I found a payslip from that job last week, cleaning out my Google Drive. My first salary as a material engineer. I stared at it for a minute trying to remember what that person thought was going to happen next.

It wasn't a plan that got me here. It was a lot of smaller things bumping into each other.

The canvas problem

The decision to move into development didn't come from an epiphany. It came from a warehouse management software I used every day at the engineering job. At some point I started wondering how it worked. That was one piece.

But once I decided I wanted to be a developer, I had no idea where to start. No one to point me in a direction, just the internet and a thousand course creators with a thousand different opinions on the right approach.

It felt like being handed every painting tool in the world and told to paint. The paralysis of not starting because there might be a better approach. I know people say "just start." I find that annoying, not because it's wrong, but because it's obvious and still hard.

The path

I got lucky, a support engineer role opened up at a software company. I spent two years watching how features shipped, how bugs got fixed, how developers talked to each other. I learned MySQL. Wrote small scripts. Tried to get into a software engineering program by writing code on paper. I didn't get in.

Eventually the CTO gave me a shot and I got a developer role.

Then I started looking for other jobs and went off the rails for a while. I was learning Python because a listing looked interesting. Doing LeetCode questions that had nothing to do with my actual work. Applying for roles I had no experience for. Months of that. Eventually I stopped and went back to PHP.
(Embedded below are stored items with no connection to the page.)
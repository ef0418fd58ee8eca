use std::sync::Arc;

use serde::{Deserialize, Serialize};

use crate::storage::{KeyValueStorage, ACHIEVEMENTS_KEY};

use super::notifier::Subscription;
use super::store::{CacheStore, CachedRecord};

#[derive(Debug, Clone, PartialEq, Serialize, Deserialize)]
pub struct Achievement {
    pub id: String,
    pub title: String,
    pub progress: u32,
    pub total: u32,
    pub rarity: String,
    #[serde(default)]
    pub locked: bool,
}

impl Achievement {
    /// Progress as a whole percent, clamped to 0..=100. A zero total reads as 0.
    pub fn percent(&self) -> u32 {
        if self.total == 0 {
            return 0;
        }
        let ratio = f64::from(self.progress) / f64::from(self.total);
        (ratio * 100.0).round().clamp(0.0, 100.0) as u32
    }
}

impl CachedRecord for Achievement {
    fn id(&self) -> &str {
        &self.id
    }
}

/// Achievements only ever move from locked to unlocked.
pub struct AchievementStore {
    inner: CacheStore<Achievement>,
}

impl AchievementStore {
    pub fn new(storage: Arc<dyn KeyValueStorage>) -> Self {
        Self {
            inner: CacheStore::new("achievements", ACHIEVEMENTS_KEY, storage),
        }
    }

    pub async fn get_all(&self) -> Vec<Achievement> {
        self.inner.get_all().await
    }

    pub async fn add(&self, achievement: Achievement) {
        self.inner.add_with(|_| achievement).await;
    }

    /// Unlocks one achievement. Returns whether anything changed.
    pub async fn unlock(&self, id: &str) -> bool {
        self.inner
            .modify_all(|items| match items.iter_mut().find(|a| a.id == id) {
                Some(achievement) if achievement.locked => {
                    achievement.locked = false;
                    true
                }
                _ => false,
            })
            .await
    }

    pub async fn unlock_all(&self) -> bool {
        self.inner
            .modify_all(|items| {
                let mut changed = false;
                for achievement in items.iter_mut().filter(|a| a.locked) {
                    achievement.locked = false;
                    changed = true;
                }
                changed
            })
            .await
    }

    /// Share of unlocked achievements, rounded to a whole percent.
    pub async fn percent_unlocked(&self) -> u32 {
        let items = self.inner.get_all().await;
        if items.is_empty() {
            return 0;
        }
        let unlocked = items.iter().filter(|a| !a.locked).count();
        ((unlocked as f64 / items.len() as f64) * 100.0).round() as u32
    }

    pub async fn seed_demo(&self) {
        let demo = [
            ("a1", "İlk Görev", 1, 1, "Yaygın", false),
            ("a2", "5 Gün Seri", 3, 5, "Nadir", true),
            ("a3", "10 Görev Tamamla", 7, 10, "Epik", true),
        ];
        let items = demo
            .into_iter()
            .map(|(id, title, progress, total, rarity, locked)| Achievement {
                id: id.into(),
                title: title.into(),
                progress,
                total,
                rarity: rarity.into(),
                locked,
            })
            .collect();
        self.inner.replace_all(items).await;
    }

    pub fn subscribe<F>(&self, callback: F) -> Subscription
    where
        F: Fn() + Send + Sync + 'static,
    {
        self.inner.subscribe(callback)
    }
}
I've written about this before, the "running before walking" part. For years it was just learning as fast as I could in whatever direction felt urgent. It mostly didn't work.

What it actually was

I just changed careers. It took six years and a lot of wrong turns, but that's roughly what it is.

What I have now that I didn't have before is a direction that doesn't feel like a sprint. A small startup, Laravel and Vue.js. For the first time I'm not learning to keep up. I'm just learning. My day-to-day has much less stress even though I still spend most evenings and weekends reading and writing code.

If you're in the middle of your own messy pivot, I don't have advice. I just know that the clean version of the story doesn't exist. Not mine, not yours. You just keep going until the thing you're doing starts to feel like the thing you should be doing.